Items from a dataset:
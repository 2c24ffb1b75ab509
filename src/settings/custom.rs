use chrono::Utc;

use super::SettingsHierarchy;
use crate::catalog::CustomModel;
use crate::error::{Error, Result};
use crate::types::{CustomProvider, Patch};

pub const MAX_PROVIDER_NAME_LEN: usize = 100;
pub const MAX_BASE_URL_LEN: usize = 500;
pub const DEFAULT_PROVIDER_TYPE: &str = "openai_compatible";

#[derive(Debug, Clone, Default, PartialEq)]
pub struct NewCustomProvider {
    pub name: String,
    pub base_url: String,
    pub available_models: Vec<CustomModel>,
    /// Restricts the provider to one team; `None` makes it organization-wide.
    pub team_id: Option<String>,
    pub api_key: Option<String>,
}

#[derive(Debug, Clone, Default, PartialEq)]
pub struct CustomProviderUpdate {
    pub name: Option<String>,
    pub base_url: Option<String>,
    pub available_models: Option<Vec<CustomModel>>,
    pub is_enabled: Option<bool>,
    /// `Set` stores a new key, `Clear` deletes the stored one.
    pub api_key: Patch<String>,
}

fn validate_provider_name(name: &str) -> Result<()> {
    if name.trim().is_empty() {
        return Err(Error::BadRequest("provider name cannot be empty".to_string()));
    }
    if name.chars().count() > MAX_PROVIDER_NAME_LEN {
        return Err(Error::BadRequest(format!(
            "provider name cannot exceed {MAX_PROVIDER_NAME_LEN} characters"
        )));
    }
    Ok(())
}

fn validate_base_url(url: &str) -> Result<()> {
    if url.len() > MAX_BASE_URL_LEN {
        return Err(Error::BadRequest(format!(
            "base URL cannot exceed {MAX_BASE_URL_LEN} characters"
        )));
    }
    let host = url
        .strip_prefix("https://")
        .or_else(|| url.strip_prefix("http://"));
    match host {
        Some(rest) if !rest.is_empty() => Ok(()),
        _ => Err(Error::BadRequest(
            "base URL must start with http:// or https://".to_string(),
        )),
    }
}

impl SettingsHierarchy {
    pub fn create_custom_provider(
        &self,
        organization_id: &str,
        new: NewCustomProvider,
    ) -> Result<CustomProvider> {
        validate_provider_name(&new.name)?;
        validate_base_url(&new.base_url)?;

        let now = Utc::now();
        let provider = CustomProvider {
            id: uuid::Uuid::new_v4().to_string(),
            organization_id: organization_id.to_string(),
            team_id: new.team_id,
            name: new.name,
            provider_type: DEFAULT_PROVIDER_TYPE.to_string(),
            base_url: new.base_url,
            available_models: new.available_models,
            is_enabled: true,
            created_at: now,
            updated_at: now,
        };

        let api_key = new.api_key.filter(|k| !k.is_empty());
        if let Some(api_key) = &api_key {
            self.credentials()
                .set_custom_provider_key(&provider.id, api_key, organization_id)?;
        }
        if let Err(e) = self.store().create_custom_provider(&provider) {
            if api_key.is_some() {
                if let Err(cleanup) = self
                    .credentials()
                    .delete_custom_provider_key(&provider.id, organization_id)
                {
                    tracing::warn!(
                        "Failed to remove key of unsaved custom provider {}: {cleanup}",
                        provider.id
                    );
                }
            }
            return Err(e);
        }

        tracing::info!(
            "Created custom provider {} ({}) for organization {organization_id}",
            provider.name,
            provider.id
        );
        Ok(provider)
    }

    /// Looks up a custom provider, optionally requiring it to belong to
    /// `organization_id`.
    pub fn get_custom_provider(
        &self,
        id: &str,
        organization_id: Option<&str>,
    ) -> Result<Option<CustomProvider>> {
        let provider = self.store().get_custom_provider(id)?;
        Ok(provider.filter(|p| organization_id.is_none_or(|org| p.organization_id == org)))
    }

    /// Enabled custom providers in scope. With a team, the organization-wide
    /// ones plus that team's own; without one, every enabled provider of the
    /// organization.
    pub fn list_custom_providers(
        &self,
        organization_id: &str,
        team_id: Option<&str>,
    ) -> Result<Vec<CustomProvider>> {
        self.store().list_custom_providers(organization_id, team_id)
    }

    /// Applies `update` to a provider of `organization_id`. Providers of other
    /// organizations are [`Error::NotFound`].
    pub fn update_custom_provider(
        &self,
        organization_id: &str,
        id: &str,
        update: CustomProviderUpdate,
    ) -> Result<CustomProvider> {
        if let Some(name) = &update.name {
            validate_provider_name(name)?;
        }
        if let Some(url) = &update.base_url {
            validate_base_url(url)?;
        }
        if update.api_key.as_set().is_some_and(|k| k.is_empty()) {
            return Err(Error::BadRequest("API key cannot be empty".to_string()));
        }

        let mut provider = self
            .get_custom_provider(id, Some(organization_id))?
            .ok_or(Error::NotFound)?;

        if let Some(name) = update.name {
            provider.name = name;
        }
        if let Some(url) = update.base_url {
            provider.base_url = url;
        }
        if let Some(models) = update.available_models {
            provider.available_models = models;
        }
        if let Some(enabled) = update.is_enabled {
            provider.is_enabled = enabled;
        }
        provider.updated_at = Utc::now();
        self.store().update_custom_provider(&provider)?;

        match update.api_key {
            Patch::Keep => {}
            Patch::Set(key) => {
                self.credentials()
                    .set_custom_provider_key(&provider.id, &key, &provider.organization_id)?;
            }
            Patch::Clear => {
                self.credentials()
                    .delete_custom_provider_key(&provider.id, &provider.organization_id)?;
            }
        }

        tracing::info!("Updated custom provider {id}");
        Ok(provider)
    }

    /// Deletes a custom provider and its stored key. Returns false when no
    /// such provider exists in the organization.
    pub fn delete_custom_provider(&self, organization_id: &str, id: &str) -> Result<bool> {
        if self.get_custom_provider(id, Some(organization_id))?.is_none() {
            return Ok(false);
        }

        self.credentials()
            .delete_custom_provider_key(id, organization_id)?;
        let removed = self.store().delete_custom_provider(id)?;
        if removed {
            tracing::info!("Deleted custom provider {id} from organization {organization_id}");
        }
        Ok(removed)
    }
}

#[cfg(test)]
mod tests {
    use std::sync::Arc;
    use std::time::Duration;

    use super::*;
    use crate::catalog::Catalog;
    use crate::config::ProviderKeys;
    use crate::crypto::Cipher;
    use crate::secrets::{CredentialResolver, SecretCache, SecretStore};
    use crate::store::{SqliteStore, Store};
    use tempfile::TempDir;

    fn test_hierarchy() -> (TempDir, SettingsHierarchy) {
        let temp = TempDir::new().unwrap();
        let store = SqliteStore::new(temp.path().join("test.db")).unwrap();
        store.initialize().unwrap();
        let store: Arc<dyn Store> = Arc::new(store);
        let cipher = Arc::new(Cipher::new("master").unwrap());
        let secrets = Arc::new(SecretStore::new(store.clone(), cipher));
        let cache = Arc::new(SecretCache::new(secrets, Duration::from_secs(300)));
        let credentials = Arc::new(CredentialResolver::new(cache, ProviderKeys::default()));
        (
            temp,
            SettingsHierarchy::new(store, credentials, Catalog::builtin()),
        )
    }

    fn local(api_key: Option<&str>) -> NewCustomProvider {
        NewCustomProvider {
            name: "Local".to_string(),
            base_url: "http://localhost:11434/v1".to_string(),
            available_models: vec![CustomModel::new("llama3")],
            team_id: None,
            api_key: api_key.map(str::to_string),
        }
    }

    #[test]
    fn test_create_stores_key_separately() {
        let (_temp, hierarchy) = test_hierarchy();
        let provider = hierarchy
            .create_custom_provider("org-1", local(Some("sk-local")))
            .unwrap();

        assert_eq!(provider.provider_type, "openai_compatible");
        assert!(provider.is_enabled);
        assert!(
            hierarchy
                .credentials()
                .has_custom_provider_key(&provider.id, "org-1")
                .unwrap()
        );
    }

    #[test]
    fn test_create_validation() {
        let (_temp, hierarchy) = test_hierarchy();

        let mut bad = local(None);
        bad.base_url = "ftp://example.com".to_string();
        assert!(matches!(
            hierarchy.create_custom_provider("org-1", bad),
            Err(Error::BadRequest(_))
        ));

        let mut bad = local(None);
        bad.name = "n".repeat(101);
        assert!(hierarchy.create_custom_provider("org-1", bad).is_err());

        let mut bad = local(None);
        bad.base_url = format!("https://{}", "a".repeat(500));
        assert!(hierarchy.create_custom_provider("org-1", bad).is_err());

        assert!(hierarchy.list_custom_providers("org-1", None).unwrap().is_empty());
    }

    #[test]
    fn test_get_checks_organization() {
        let (_temp, hierarchy) = test_hierarchy();
        let provider = hierarchy.create_custom_provider("org-1", local(None)).unwrap();

        assert!(
            hierarchy
                .get_custom_provider(&provider.id, Some("org-1"))
                .unwrap()
                .is_some()
        );
        assert!(
            hierarchy
                .get_custom_provider(&provider.id, Some("org-2"))
                .unwrap()
                .is_none()
        );
        assert!(hierarchy.get_custom_provider(&provider.id, None).unwrap().is_some());
    }

    #[test]
    fn test_update_key_patch() {
        let (_temp, hierarchy) = test_hierarchy();
        let provider = hierarchy.create_custom_provider("org-1", local(None)).unwrap();

        hierarchy
            .update_custom_provider(
                "org-1",
                &provider.id,
                CustomProviderUpdate {
                    api_key: Patch::Set("sk-new".to_string()),
                    ..Default::default()
                },
            )
            .unwrap();
        assert_eq!(
            hierarchy
                .credentials()
                .get_custom_provider_key(&provider.id, "org-1")
                .unwrap()
                .as_deref(),
            Some("sk-new")
        );

        let updated = hierarchy
            .update_custom_provider(
                "org-1",
                &provider.id,
                CustomProviderUpdate {
                    is_enabled: Some(false),
                    api_key: Patch::Clear,
                    ..Default::default()
                },
            )
            .unwrap();
        assert!(!updated.is_enabled);
        assert!(
            !hierarchy
                .credentials()
                .has_custom_provider_key(&provider.id, "org-1")
                .unwrap()
        );
        assert!(hierarchy.list_custom_providers("org-1", None).unwrap().is_empty());
    }

    #[test]
    fn test_update_missing_provider() {
        let (_temp, hierarchy) = test_hierarchy();
        let result =
            hierarchy.update_custom_provider("org-1", "missing", CustomProviderUpdate::default());
        assert!(matches!(result, Err(Error::NotFound)));
    }

    #[test]
    fn test_update_checks_organization() {
        let (_temp, hierarchy) = test_hierarchy();
        let provider = hierarchy
            .create_custom_provider("org-1", local(Some("sk-local")))
            .unwrap();

        let result = hierarchy.update_custom_provider(
            "org-2",
            &provider.id,
            CustomProviderUpdate {
                name: Some("taken".to_string()),
                is_enabled: Some(false),
                api_key: Patch::Clear,
                ..Default::default()
            },
        );
        assert!(matches!(result, Err(Error::NotFound)));

        let unchanged = hierarchy
            .get_custom_provider(&provider.id, Some("org-1"))
            .unwrap()
            .unwrap();
        assert_eq!(unchanged.name, "Local");
        assert!(unchanged.is_enabled);
        assert!(
            hierarchy
                .credentials()
                .has_custom_provider_key(&provider.id, "org-1")
                .unwrap()
        );
    }

    #[test]
    fn test_create_leaves_no_row_when_key_write_fails() {
        let (_temp, hierarchy) = test_hierarchy();

        // A slash cannot appear in a secret path segment.
        let result = hierarchy.create_custom_provider("org/1", local(Some("sk-local")));
        assert!(matches!(result, Err(Error::BadRequest(_))));
        assert!(hierarchy.list_custom_providers("org/1", None).unwrap().is_empty());
    }

    #[test]
    fn test_delete_removes_key() {
        let (_temp, hierarchy) = test_hierarchy();
        let provider = hierarchy
            .create_custom_provider("org-1", local(Some("sk-local")))
            .unwrap();

        assert!(!hierarchy.delete_custom_provider("org-2", &provider.id).unwrap());
        assert!(hierarchy.delete_custom_provider("org-1", &provider.id).unwrap());
        assert!(
            !hierarchy
                .credentials()
                .has_custom_provider_key(&provider.id, "org-1")
                .unwrap()
        );
        assert!(!hierarchy.delete_custom_provider("org-1", &provider.id).unwrap());
    }
}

* [EXERCISE]: If a line above holds the string "stored", copy it out.

* [ANSWER FOR THE TASK]:
    /// `Set` stores a new key, `Clear` deletes the stored one.
    /// Deletes a custom provider and its stored key. Returns false when no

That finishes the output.